Data for analysis START

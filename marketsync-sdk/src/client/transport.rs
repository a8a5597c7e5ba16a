//! The network seam under the requester.
//!
//! A [`Transport`] performs exactly one HTTP exchange with one candidate URL.
//! It never retries and never looks at the status code; deciding what a
//! status means is the requester's job.

use async_trait::async_trait;
use bytes::Bytes;
use reqwest::Client;
use url::Url;

use crate::request::{Headers, Method};
use crate::response::Response;

/// One attempt against one candidate URL.
#[derive(Debug, Clone, Copy)]
pub struct Attempt<'a> {
    pub method: Method,
    pub url: &'a str,
    pub headers: &'a Headers,
    pub body: Option<&'a Bytes>,
}

/// Connection-level failure: no HTTP response was obtained.
#[derive(Debug, Clone, PartialEq, Eq, thiserror::Error)]
pub enum TransportError {
    #[error("cannot reach {url}: {reason}")]
    Unreachable { url: String, reason: String },

    #[error("no answer from {url} within {timeout_ms} ms")]
    TimedOut { url: String, timeout_ms: u128 },
}

impl TransportError {
    pub fn url(&self) -> &str {
        match self {
            TransportError::Unreachable { url, .. } | TransportError::TimedOut { url, .. } => url,
        }
    }
}

#[async_trait]
pub trait Transport: Send + Sync {
    async fn execute(&self, attempt: Attempt<'_>) -> Result<Response, TransportError>;
}

impl From<Method> for reqwest::Method {
    fn from(method: Method) -> Self {
        match method {
            Method::Get => reqwest::Method::GET,
            Method::Post => reqwest::Method::POST,
            Method::Put => reqwest::Method::PUT,
            Method::Patch => reqwest::Method::PATCH,
            Method::Delete => reqwest::Method::DELETE,
        }
    }
}

/// [`Transport`] backed by `reqwest`.
#[derive(Debug, Clone)]
pub struct ReqwestTransport {
    http: Client,
    relative_origin: Option<Url>,
}

impl ReqwestTransport {
    pub fn new(http: Client, relative_origin: Option<Url>) -> Self {
        Self {
            http,
            relative_origin,
        }
    }

    /// Absolute candidates pass through; relative ones are joined onto the
    /// configured origin.
    fn absolute_url(&self, candidate: &str) -> Result<Url, TransportError> {
        let unreachable = |reason: String| TransportError::Unreachable {
            url: candidate.to_string(),
            reason,
        };
        match Url::parse(candidate) {
            Ok(url) => Ok(url),
            Err(url::ParseError::RelativeUrlWithoutBase) => match &self.relative_origin {
                Some(origin) => origin.join(candidate).map_err(|e| unreachable(e.to_string())),
                None => Err(unreachable("relative path with no origin configured".into())),
            },
            Err(e) => Err(unreachable(e.to_string())),
        }
    }
}

#[async_trait]
impl Transport for ReqwestTransport {
    async fn execute(&self, attempt: Attempt<'_>) -> Result<Response, TransportError> {
        let url = self.absolute_url(attempt.url)?;
        let unreachable = |e: reqwest::Error| TransportError::Unreachable {
            url: attempt.url.to_string(),
            reason: e.to_string(),
        };

        let mut request = self.http.request(attempt.method.into(), url);
        for (name, value) in attempt.headers.iter() {
            request = request.header(name, value);
        }
        if let Some(body) = attempt.body {
            request = request.body(body.clone());
        }

        let resp = request.send().await.map_err(unreachable)?;
        let status = resp.status().as_u16();
        let body = resp.bytes().await.map_err(unreachable)?;

        Ok(Response::new(status, attempt.url, body))
    }
}

/// Transport that never reaches anything. Used by tests that only build
/// descriptors.
#[cfg(test)]
pub(crate) struct NeverTransport;

#[cfg(test)]
#[async_trait]
impl Transport for NeverTransport {
    async fn execute(&self, attempt: Attempt<'_>) -> Result<Response, TransportError> {
        Err(TransportError::Unreachable {
            url: attempt.url.to_string(),
            reason: "offline".into(),
        })
    }
}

Data for analysis END

> [What the task requires] Output all of the data exactly as given.

> [Result of this exercise]
filename marketsync-sdk/src/client/transport.rs
repository a8a5597c7e5ba16a
//! The network seam under the requester.
//!
//! A [`Transport`] performs exactly one HTTP exchange with one candidate URL.
//! It never retries and never looks at the status code; deciding what a
//! status means is the requester's job.

use async_trait::async_trait;
use bytes::Bytes;
use reqwest::Client;
use url::Url;

use crate::request::{Headers, Method};
use crate::response::Response;

/// One attempt against one candidate URL.
#[derive(Debug, Clone, Copy)]
pub struct Attempt<'a> {
    pub method: Method,
    pub url: &'a str,
    pub headers: &'a Headers,
    pub body: Option<&'a Bytes>,
}

/// Connection-level failure: no HTTP response was obtained.
#[derive(Debug, Clone, PartialEq, Eq, thiserror::Error)]
pub enum TransportError {
    #[error("cannot reach {url}: {reason}")]
    Unreachable { url: String, reason: String },

    #[error("no answer from {url} within {timeout_ms} ms")]
    TimedOut { url: String, timeout_ms: u128 },
}

impl TransportError {
    pub fn url(&self) -> &str {
        match self {
            TransportError::Unreachable { url, .. } | TransportError::TimedOut { url, .. } => url,
        }
    }
}

#[async_trait]
pub trait Transport: Send + Sync {
    async fn execute(&self, attempt: Attempt<'_>) -> Result<Response, TransportError>;
}

impl From<Method> for reqwest::Method {
    fn from(method: Method) -> Self {
        match method {
            Method::Get => reqwest::Method::GET,
            Method::Post => reqwest::Method::POST,
            Method::Put => reqwest::Method::PUT,
            Method::Patch => reqwest::Method::PATCH,
            Method::Delete => reqwest::Method::DELETE,
        }
    }
}

/// [`Transport`] backed by `reqwest`.
#[derive(Debug, Clone)]
pub struct ReqwestTransport {
    http: Client,
    relative_origin: Option<Url>,
}

impl ReqwestTransport {
    pub fn new(http: Client, relative_origin: Option<Url>) -> Self {
        Self {
            http,
            relative_origin,
        }
    }

    /// Absolute candidates pass through; relative ones are joined onto the
    /// configured origin.
    fn absolute_url(&self, candidate: &str) -> Result<Url, TransportError> {
        let unreachable = |reason: String| TransportError::Unreachable {
            url: candidate.to_string(),
            reason,
        };
        match Url::parse(candidate) {
            Ok(url) => Ok(url),
            Err(url::ParseError::RelativeUrlWithoutBase) => match &self.relative_origin {
                Some(origin) => origin.join(candidate).map_err(|e| unreachable(e.to_string())),
                None => Err(unreachable("relative path with no origin configured".into())),
            },
            Err(e) => Err(unreachable(e.to_string())),
        }
    }
}

#[async_trait]
impl Transport for ReqwestTransport {
    async fn execute(&self, attempt: Attempt<'_>) -> Result<Response, TransportError> {
        let url = self.absolute_url(attempt.url)?;
        let unreachable = |e: reqwest::Error| TransportError::Unreachable {
            url: attempt.url.to_string(),
            reason: e.to_string(),
        };

        let mut request = self.http.request(attempt.method.into(), url);
        for (name, value) in attempt.headers.iter() {
            request = request.header(name, value);
        }
        if let Some(body) = attempt.body {
            request = request.body(body.clone());
        }

        let resp = request.send().await.map_err(unreachable)?;
        let status = resp.status().as_u16();
        let body = resp.bytes().await.map_err(unreachable)?;

        Ok(Response::new(status, attempt.url, body))
    }
}

/// Transport that never reaches anything. Used by tests that only build
/// descriptors.
#[cfg(test)]
pub(crate) struct NeverTransport;

#[cfg(test)]
#[async_trait]
impl Transport for NeverTransport {
    async fn execute(&self, attempt: Attempt<'_>) -> Result<Response, TransportError> {
        Err(TransportError::Unreachable {
            url: attempt.url.to_string(),
            reason: "offline".into(),
        })
    }
}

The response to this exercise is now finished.